TASK DESCRIPTION: Scan the records beneath this line for the line holding "An optional access" and the line holding "mod models;", then transcribe exactly those two and all lines between.

*** SOURCE DATA

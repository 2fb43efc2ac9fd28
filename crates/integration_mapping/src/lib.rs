//! Mapping backends for Wayfinder
//!
//! HTTP clients for the three external services the core talks to:
//!
//! - the primary place search service (`/search`)
//! - a geocoding service used as secondary search backend (`/geocode`)
//! - a directions service returning step-by-step route alternatives
//!   (`/directions/{profile}/{coordinates}`)
//!
//! # Architecture
//!
//! Each service has a client trait ([`PlaceSearchClient`], [`GeocodingClient`],
//! [`DirectionsClient`]) implemented by a reqwest-based client. Wire formats
//! stay inside this crate; callers only see domain types. An optional access
//! token from [`MappingConfig`] is sent with every request.
//!
//! # Example
//!
//! ```rust,ignore
//! use integration_mapping::{DirectionsClient, HttpDirectionsClient, MappingConfig};
//!
//! let client = HttpDirectionsClient::new(&MappingConfig::default())?;
//! let routes = client.directions(&query).await?;
//! ```

mod config;
mod directions;
mod error;
mod geocoding;
mod http;
mod models;
mod search;

pub use config::MappingConfig;
pub use directions::{DirectionsClient, HttpDirectionsClient};
pub use error::MappingError;
pub use geocoding::{GeocodingClient, HttpGeocodingClient};
pub use search::{HttpPlaceSearchClient, PlaceSearchClient, PlaceSearchParams};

******

TASK ANSWER:
//! stay inside this crate; callers only see domain types. An optional access
//! token from [`MappingConfig`] is sent with every request.
//!
//! # Example
//!
//! ```rust,ignore
//! use integration_mapping::{DirectionsClient, HttpDirectionsClient, MappingConfig};
//!
//! let client = HttpDirectionsClient::new(&MappingConfig::default())?;
//! let routes = client.directions(&query).await?;
//! ```

mod config;
mod directions;
mod error;
mod geocoding;
mod http;
mod models;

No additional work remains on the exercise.